Все вдруг заговорили, делясь своими впечатлениями, но никто не слушал друг друга.
Скрипнула наружная дверь, и в комнату вошла высокая, сутулая женщина в нагольном тулупе и пестрой красной шали. Она набожно перекрестилась на лампадки и, поклонившись господам, сказала:
— Бог милости прислал. У всенощной была, в соборе.
Один ребенок сорвался со стула, подбежал к ней и крепко ее обнял, припав головой к животу.
— Вот мы и все в сборе, — сказал Герасим Ильич. — Не осудите.
Он солидно поклонился, давая знать, что тяготится дальнейшим пребыванием гостей. Все начали наперерыв с ним прощаться и жать руку.
По лестнице назад возвращались молча, молча же уселись у карточного стола.
— Ну-с, в банке полтинник, — сказал господин с актерским лицом и взял выжидательно в руки карты.
Вдруг из гостиной раздался пронзительный крик, один, другой, третий. Все кинулись туда.
Там, на диване, упав лицом на сиденье и обхватив голову руками с судорожно искривленными пальцами, бился в истерике Сергей Павлович.
XIX
Уже почти светало, но расходиться не хотелось. Пили чай, пиво и курили до одури.
В сизом тумане и желтом предутреннем освещении бродили охрипшие, возбужденные, уставшие фигуры.
Кто-то отворил форточку, и вместе с холодным воздухом ворвался протяжный звук фабричного гудка.
Кротов сидел против Ивана Андреевича и тонким, надтреснутым голосом негромко говорил:
— Я рад, что пришел… Скажу дома, что с Сергеем припадок… Конечно, она, то есть жена, беспокоится. Мы любим друг друга… слов нет…

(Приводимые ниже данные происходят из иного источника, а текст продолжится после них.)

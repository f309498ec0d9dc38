//! CLI argument definitions using clap.

use clap::{Parser, Subcommand, ValueEnum};
use std::net::SocketAddr;
use std::path::PathBuf;

/// F1 Relay - live race telemetry fan-out over WebSocket
#[derive(Parser, Debug)]
#[command(
    name = "f1-relay",
    author,
    version,
    about = "Live F1 position and car telemetry relay",
    long_about = "Ingests live F1 position and car data, keeps the latest state per car,\n\
                  and fans every update out to connected WebSocket subscribers.\n\n\
                  New subscribers receive an `init` snapshot before any update."
)]
pub struct Cli {
    /// Increase logging verbosity (-v for debug, -vv for trace)
    #[arg(short, long, action = clap::ArgAction::Count, global = true, env = "F1_RELAY_VERBOSE")]
    pub verbose: u8,

    /// Suppress all output except warnings and errors
    #[arg(short, long, global = true, conflicts_with = "verbose")]
    pub quiet: bool,

    /// Log output format
    #[arg(
        long,
        value_enum,
        default_value = "pretty",
        global = true,
        env = "F1_RELAY_LOG_FORMAT"
    )]
    pub log_format: LogFormat,

    #[command(subcommand)]
    pub command: Commands,
}

/// Available CLI commands
#[derive(Subcommand, Debug)]
pub enum Commands {
    /// Run the relay until Ctrl+C / SIGTERM
    Run(RunArgs),

    /// Validate configuration file without running
    Validate(ValidateArgs),

    /// Display the effective configuration
    Info(InfoArgs),
}

/// Arguments for the `run` command
#[derive(Parser, Debug, Clone)]
pub struct RunArgs {
    /// Path to configuration file (TOML or JSON); defaults apply when omitted
    #[arg(short, long, env = "F1_RELAY_CONFIG")]
    pub config: Option<PathBuf>,

    /// Override the subscriber listen address
    #[arg(long, env = "F1_RELAY_BIND")]
    pub bind: Option<SocketAddr>,

    /// Replay a recorded JSON-lines session instead of the configured feed
    #[arg(long, conflicts_with = "mock")]
    pub replay: Option<PathBuf>,

    /// Replay speed multiplier (1.0 = recorded pace)
    #[arg(long, default_value = "1.0")]
    pub replay_speed: f64,

    /// Restart the replay when the file ends
    #[arg(long)]
    pub replay_loop: bool,

    /// Drive the relay with synthetic cars instead of the configured feed
    #[arg(long)]
    pub mock: bool,

    /// Register a logging subscriber that traces every published message
    #[arg(long)]
    pub tap: bool,

    /// Stop the relay once the feed ends instead of serving the last state
    #[arg(long)]
    pub exit_on_feed_end: bool,

    /// Metrics server port (0 = disabled)
    #[arg(long, default_value = "0", env = "F1_RELAY_METRICS_PORT")]
    pub metrics_port: u16,
}

/// Arguments for the `validate` command
#[derive(Parser, Debug)]
pub struct ValidateArgs {
    /// Path to configuration file to validate
    #[arg(short, long, env = "F1_RELAY_CONFIG")]
    pub config: Option<PathBuf>,

    /// Output validation result as JSON
    #[arg(long)]
    pub json: bool,
}

/// Arguments for the `info` command
#[derive(Parser, Debug)]
pub struct InfoArgs {
    /// Path to configuration file
    #[arg(short, long, env = "F1_RELAY_CONFIG")]
    pub config: Option<PathBuf>,

    /// Output as JSON
    #[arg(long)]
    pub json: bool,
}

/// Log output format
#[derive(ValueEnum, Clone, Copy, Debug, Default)]
pub enum LogFormat {
    /// JSON structured logging
    Json,
    /// Human-readable pretty format
    #[default]
    Pretty,
    /// Compact single-line format
    Compact,
}

impl From<LogFormat> for observability::LogFormat {
    fn from(format: LogFormat) -> Self {
        match format {
            LogFormat::Json => Self::Json,
            LogFormat::Pretty => Self::Pretty,
            LogFormat::Compact => Self::Compact,
        }
    }
}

Он налил себе еще стакан пива, и глаза его сделались обиженными.
— Но ведь наши женщины не могут вполне оценить любви… В этом пункте я согласен. В них живет эксплуататорский дух, жажда закабалить. Я вам сознаюсь.
Он снял очки и протер их.
— Да, женщина, если хотите, не понимает благородства. Она не доверяет и мучит. Я скажу вам откровенно…
Он понизил голос.
— Принято говорить, что я счастлив в браке. Нас ставят в пример.
Он надел очки и страдальчески посмотрел сквозь них на Ивана Андреевича.
— Но мы несчастны… оба. Понимаете?
Иван Андреевич сочувственно кивнул головой.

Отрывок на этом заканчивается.